Rare earth ion luminescent materials have attracted extensive attention due to their wide applications in biochemical sensing and bioimaging. However, the low quantum yield and weak luminescence intensity have restricted their further development. Realizing the modulation of rare-earth ions' emission behavior has become a hot topic in the interdisciplinary fields of materials and chemometrics. Herein, the regulation of the electron decay process and emission of photon signals of rare earth ion (Eu³⁺) has been achieved in a well-defined plasmonic nanocavity. This nanocavity consists of Ag shell-isolated nanoparticles (SHINs) and an ultraflat Au film, which are separated by a polymer dielectric spacer and CaF₂:Eu³⁺ nanoparticles. Contrary to the intrinsic photoluminescence of CaF₂:Eu³⁺, a factor of 408 increase in the spontaneous emission rate and simultaneously an 800-fold enhancement in the emission intensity have been realized in nanocavities via comprehensive spectroscopic analysis.
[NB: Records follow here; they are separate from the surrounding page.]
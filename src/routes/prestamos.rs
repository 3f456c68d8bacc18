use std::collections::HashMap;

use axum::{
    extract::{Path, Query, State},
    http::StatusCode,
    Json,
};
use serde_json::Value;

use crate::{
    db::SqlParam,
    error::{validation, AppError, AppResult, OptionExt},
    query::{param, Filter, FilterBuilder},
    routes::extract::{parse_id, JsonBody},
    routes::listing::{self, ListQuery},
    state::AppState,
    types::{CreatePrestamo, Page, UpdatePrestamo},
};

const NOT_FOUND: &str = "Préstamo no encontrado";
const NOT_AVAILABLE: &str = "El libro no está disponible para préstamo";

const LIST: ListQuery = ListQuery {
    projection: "to_jsonb(p) || jsonb_build_object('libro_titulo', l.titulo, 'usuario_nombre', u.nombre)",
    from: "FROM prestamos p JOIN libros l ON l.id = p.libro_id JOIN usuarios u ON u.id = p.usuario_id",
    order_by: "p.fecha_prestamo DESC, p.id DESC",
};

const SELECT_ONE: &str = "SELECT to_jsonb(p) || jsonb_build_object('libro_titulo', l.titulo, 'usuario_nombre', u.nombre) \
     FROM prestamos p JOIN libros l ON l.id = p.libro_id JOIN usuarios u ON u.id = p.usuario_id \
     WHERE p.id = $1";

// Claiming the book and inserting the loan is one statement: no row comes
// back when the book is missing or already lent.
const INSERT: &str = "WITH libro AS ( \
         UPDATE libros SET disponible = FALSE WHERE id = $1 AND disponible RETURNING id \
     ) \
     INSERT INTO prestamos (libro_id, usuario_id, fecha_prestamo) \
     SELECT libro.id, $2, COALESCE($3, CURRENT_DATE) FROM libro \
     RETURNING to_jsonb(prestamos)";

// Setting a return date releases the book unless another active loan holds it.
const UPDATE: &str = "WITH upd AS ( \
         UPDATE prestamos SET \
             fecha_prestamo = COALESCE($2, fecha_prestamo), \
             fecha_devolucion = COALESCE($3, fecha_devolucion) \
         WHERE id = $1 RETURNING * \
     ), libro AS ( \
         UPDATE libros SET disponible = TRUE \
         WHERE $3::date IS NOT NULL \
           AND id IN (SELECT libro_id FROM upd) \
           AND NOT EXISTS ( \
               SELECT 1 FROM prestamos o \
               WHERE o.libro_id = libros.id AND o.fecha_devolucion IS NULL AND o.id <> $1 \
           ) \
     ) \
     SELECT to_jsonb(upd) FROM upd";

const RETURN: &str = "WITH devuelto AS ( \
         UPDATE prestamos SET fecha_devolucion = CURRENT_DATE \
         WHERE id = $1 AND fecha_devolucion IS NULL RETURNING * \
     ), libro AS ( \
         UPDATE libros SET disponible = TRUE WHERE id IN (SELECT libro_id FROM devuelto) \
     ) \
     SELECT to_jsonb(devuelto) FROM devuelto";

// Deleting an active loan frees its book.
const DELETE: &str = "WITH borrado AS ( \
         DELETE FROM prestamos WHERE id = $1 RETURNING * \
     ), libro AS ( \
         UPDATE libros SET disponible = TRUE \
         WHERE id IN (SELECT libro_id FROM borrado WHERE fecha_devolucion IS NULL) \
     ) \
     SELECT to_jsonb(borrado) FROM borrado";

/// Loan listing filters. `activo=true` selects loans without a return date;
/// `fecha_desde`/`fecha_hasta` bound the loan date inclusively.
pub fn build_filter(params: &HashMap<String, String>) -> AppResult<Filter> {
    let mut fb = FilterBuilder::new();
    fb.search(param(params, "q"), &["l.titulo", "u.nombre"]);
    fb.integer("libro_id", param(params, "libro_id"), "p.libro_id")?;
    fb.integer("usuario_id", param(params, "usuario_id"), "p.usuario_id")?;
    fb.null_flag("activo", param(params, "activo"), "p.fecha_devolucion")?;
    fb.date_range(
        ("fecha_desde", param(params, "fecha_desde")),
        ("fecha_hasta", param(params, "fecha_hasta")),
        "p.fecha_prestamo",
    )?;
    Ok(fb.build())
}

pub async fn list_prestamos(
    State(state): State<AppState>,
    Query(params): Query<HashMap<String, String>>,
) -> AppResult<Json<Page>> {
    let filter = build_filter(&params)?;
    listing::list(&state, &LIST, filter, &params, "Error listando prestamos").await
}

pub async fn get_prestamo(State(state): State<AppState>, Path(id): Path<String>) -> AppResult<Json<Value>> {
    let id = parse_id(&id)?;
    let row = listing::fetch_one(&state, SELECT_ONE, &[id.into()], "Error obteniendo préstamo").await?;
    Ok(Json(row.ok_or_not_found(NOT_FOUND)?))
}

pub async fn create_prestamo(
    State(state): State<AppState>,
    JsonBody(req): JsonBody<CreatePrestamo>,
) -> AppResult<(StatusCode, Json<Value>)> {
    let libro_id = validation::positive_id("libro_id", req.libro_id)?;
    let params: [SqlParam; 3] =
        [libro_id.into(), validation::positive_id("usuario_id", req.usuario_id)?.into(), req.fecha_prestamo.into()];

    let row = listing::fetch_one(&state, INSERT, &params, "Error creando préstamo").await?.ok_or_else(|| {
        tracing::info!(libro_id, "Loan refused, book unavailable");
        AppError::Conflict(NOT_AVAILABLE.to_string())
    })?;
    tracing::info!(id = %row["id"], libro_id, "Préstamo creado");
    Ok((StatusCode::CREATED, Json(row)))
}

pub async fn update_prestamo(
    State(state): State<AppState>,
    Path(id): Path<String>,
    JsonBody(req): JsonBody<UpdatePrestamo>,
) -> AppResult<Json<Value>> {
    let id = parse_id(&id)?;
    if let (Some(desde), Some(hasta)) = (req.fecha_prestamo, req.fecha_devolucion) {
        if hasta < desde {
            return Err(AppError::validation(
                "fecha_devolucion",
                "La fecha de devolución no puede ser anterior a la del préstamo",
            ));
        }
    }
    let params: [SqlParam; 3] = [id.into(), req.fecha_prestamo.into(), req.fecha_devolucion.into()];

    let row = listing::fetch_one(&state, UPDATE, &params, "Error actualizando préstamo").await?;
    Ok(Json(row.ok_or_not_found(NOT_FOUND)?))
}

/// Marks an active loan as returned today and frees the book.
pub async fn devolver_prestamo(State(state): State<AppState>, Path(id): Path<String>) -> AppResult<Json<Value>> {
    let id = parse_id(&id)?;
    let row = listing::fetch_one(&state, RETURN, &[id.into()], "Error registrando devolución").await?;
    let row = row.ok_or_not_found("Préstamo no encontrado o ya devuelto")?;
    tracing::info!(id, "Préstamo devuelto");
    Ok(Json(row))
}

pub async fn delete_prestamo(State(state): State<AppState>, Path(id): Path<String>) -> AppResult<StatusCode> {
    let id = parse_id(&id)?;
    listing::fetch_one(&state, DELETE, &[id.into()], "Error eliminando préstamo").await?.ok_or_not_found(NOT_FOUND)?;
    tracing::info!(id, "Préstamo eliminado");
    Ok(StatusCode::NO_CONTENT)
}

#[cfg(test)]
mod tests {
    use super::*;
    use chrono::NaiveDate;

    fn q(pairs: &[(&str, &str)]) -> HashMap<String, String> {
        pairs.iter().map(|(k, v)| (k.to_string(), v.to_string())).collect()
    }

    #[test]
    fn returned_loans_filter() {
        let filter = build_filter(&q(&[("activo", "false")])).unwrap();
        assert_eq!(filter.where_clause(), "WHERE p.fecha_devolucion IS NOT NULL");
        assert!(filter.params().is_empty());
    }

    #[test]
    fn date_window_on_loan_date() {
        let filter = build_filter(&q(&[("fecha_desde", "2024-01-01"), ("fecha_hasta", "2024-01-31")])).unwrap();
        assert_eq!(filter.where_clause(), "WHERE p.fecha_prestamo >= $1 AND p.fecha_prestamo <= $2");
        assert_eq!(filter.params()[0], SqlParam::from(NaiveDate::from_ymd_opt(2024, 1, 1).unwrap()));
    }

    #[test]
    fn search_spans_book_and_borrower() {
        let filter = build_filter(&q(&[("q", "ana"), ("usuario_id", "3")])).unwrap();
        assert_eq!(filter.where_clause(), "WHERE (l.titulo ILIKE $1 OR u.nombre ILIKE $1) AND p.usuario_id = $2");
    }

    #[test]
    fn bad_flag_names_the_field() {
        match build_filter(&q(&[("activo", "quizas")])) {
            Err(AppError::ValidationError { field, .. }) => assert_eq!(field, "activo"),
            other => panic!("unexpected {:?}", other.map(|f| f.where_clause())),
        }
    }
}
//! User administration. Every route here sits behind the admin check, and no
//! response ever includes `password_hash`.

use std::collections::HashMap;

use axum::{
    extract::{Path, Query, State},
    http::StatusCode,
    Extension, Json,
};
use serde_json::Value;

use crate::{
    auth::{hash_password_blocking, AuthUser, Rol},
    db::SqlParam,
    error::{validation, AppError, AppResult, OptionExt},
    query::{param, Filter, FilterBuilder},
    routes::extract::{parse_id, JsonBody},
    routes::listing::{self, ListQuery},
    state::AppState,
    types::{CreateUsuario, Page, UpdateUsuario},
};

const NOT_FOUND: &str = "Usuario no encontrado";

const LIST: ListQuery =
    ListQuery { projection: "to_jsonb(u) - 'password_hash'", from: "FROM usuarios u", order_by: "u.nombre, u.id" };

const SELECT_ONE: &str = "SELECT to_jsonb(u) - 'password_hash' FROM usuarios u WHERE u.id = $1";

const INSERT: &str = "INSERT INTO usuarios (nombre, email, password_hash, rol, activo) \
     VALUES ($1, $2, $3, $4, COALESCE($5, TRUE)) RETURNING to_jsonb(usuarios) - 'password_hash'";

const UPDATE: &str = "UPDATE usuarios SET \
     nombre = COALESCE($2, nombre), \
     email = COALESCE($3, email), \
     password_hash = COALESCE($4, password_hash), \
     rol = COALESCE($5, rol), \
     activo = COALESCE($6, activo) \
     WHERE id = $1 RETURNING to_jsonb(usuarios) - 'password_hash'";

const DELETE: &str = "DELETE FROM usuarios WHERE id = $1";

/// `q` searches name and email; `rol` and `activo` match exactly.
pub fn build_filter(params: &HashMap<String, String>) -> AppResult<Filter> {
    let mut fb = FilterBuilder::new();
    fb.search(param(params, "q"), &["u.nombre", "u.email"]);
    fb.one_of("rol", param(params, "rol"), "u.rol", Rol::ALL)?;
    fb.boolean("activo", param(params, "activo"), "u.activo")?;
    Ok(fb.build())
}

pub async fn list_usuarios(
    State(state): State<AppState>,
    Query(params): Query<HashMap<String, String>>,
) -> AppResult<Json<Page>> {
    let filter = build_filter(&params)?;
    listing::list(&state, &LIST, filter, &params, "Error listando usuarios").await
}

pub async fn get_usuario(State(state): State<AppState>, Path(id): Path<String>) -> AppResult<Json<Value>> {
    let id = parse_id(&id)?;
    let row = listing::fetch_one(&state, SELECT_ONE, &[id.into()], "Error obteniendo usuario").await?;
    Ok(Json(row.ok_or_not_found(NOT_FOUND)?))
}

pub async fn create_usuario(
    State(state): State<AppState>,
    JsonBody(req): JsonBody<CreateUsuario>,
) -> AppResult<(StatusCode, Json<Value>)> {
    let nombre = validation::required_text("nombre", &req.nombre)?;
    let email = validation::email("email", &req.email)?;
    validation::password("password", &req.password)?;
    let hash = hash_password_blocking(req.password).await?;
    let rol = req.rol.unwrap_or(Rol::Invitado);

    let params: [SqlParam; 5] = [nombre.into(), email.into(), hash.into(), rol.as_str().into(), req.activo.into()];
    let failure = "Error creando usuario";
    let row = listing::fetch_one(&state, INSERT, &params, failure)
        .await?
        .ok_or_else(|| AppError::Failure(failure.to_string()))?;
    tracing::info!(id = %row["id"], rol = rol.as_str(), "Usuario creado");
    Ok((StatusCode::CREATED, Json(row)))
}

pub async fn update_usuario(
    State(state): State<AppState>,
    Extension(caller): Extension<AuthUser>,
    Path(id): Path<String>,
    JsonBody(req): JsonBody<UpdateUsuario>,
) -> AppResult<Json<Value>> {
    let id = parse_id(&id)?;
    if id == caller.id && (req.rol == Some(Rol::Invitado) || req.activo == Some(false)) {
        return Err(AppError::Conflict("No puede retirarse sus propios permisos".to_string()));
    }

    let nombre = req.nombre.as_deref().map(|v| validation::required_text("nombre", v)).transpose()?;
    let email = req.email.as_deref().map(|v| validation::email("email", v)).transpose()?;
    let hash = match req.password {
        Some(pw) => {
            validation::password("password", &pw)?;
            Some(hash_password_blocking(pw).await?)
        }
        None => None,
    };

    let params: [SqlParam; 6] = [
        id.into(),
        nombre.into(),
        email.into(),
        hash.into(),
        req.rol.map(|r| r.as_str().to_string()).into(),
        req.activo.into(),
    ];
    let row = listing::fetch_one(&state, UPDATE, &params, "Error actualizando usuario").await?;
    Ok(Json(row.ok_or_not_found(NOT_FOUND)?))
}

pub async fn delete_usuario(
    State(state): State<AppState>,
    Extension(caller): Extension<AuthUser>,
    Path(id): Path<String>,
) -> AppResult<StatusCode> {
    let id = parse_id(&id)?;
    if id == caller.id {
        return Err(AppError::Conflict("No puede eliminar su propio usuario".to_string()));
    }
    listing::delete_one(&state, DELETE, id, NOT_FOUND, "Error eliminando usuario").await?;
    tracing::info!(id, by = caller.id, "Usuario eliminado");
    Ok(StatusCode::NO_CONTENT)
}

#[cfg(test)]
mod tests {
    use super::*;

    #[test]
    fn role_filter_is_restricted() {
        let params: HashMap<String, String> = [("rol".to_string(), "superuser".to_string())].into();
        assert!(build_filter(&params).is_err());

        let params: HashMap<String, String> =
            [("rol".to_string(), "invitado".to_string()), ("activo".to_string(), "sí".to_string())].into();
        let filter = build_filter(&params).unwrap();
        assert_eq!(filter.where_clause(), "WHERE u.rol = $1 AND u.activo = $2");
        assert_eq!(filter.params(), &[SqlParam::from("invitado"), SqlParam::from(true)]);
    }

    #[test]
    fn projection_strips_the_hash() {
        assert!(LIST.projection.contains("- 'password_hash'"));
        assert!(INSERT.ends_with("- 'password_hash'"));
        assert!(UPDATE.ends_with("- 'password_hash'"));
    }
}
Additionally, the evolution law between the plasmon resonances and the luminescent enhancement as well as the emission spectrum of Eu³⁺ indicates a highly effective modulation of emission behavior by plasmons. This presents a novel strategy for enhancing the performance of optical micro- and nanodevices based on rare-earth ion materials, demonstrating significant potential in applications such as bioimaging and surface detection analysis.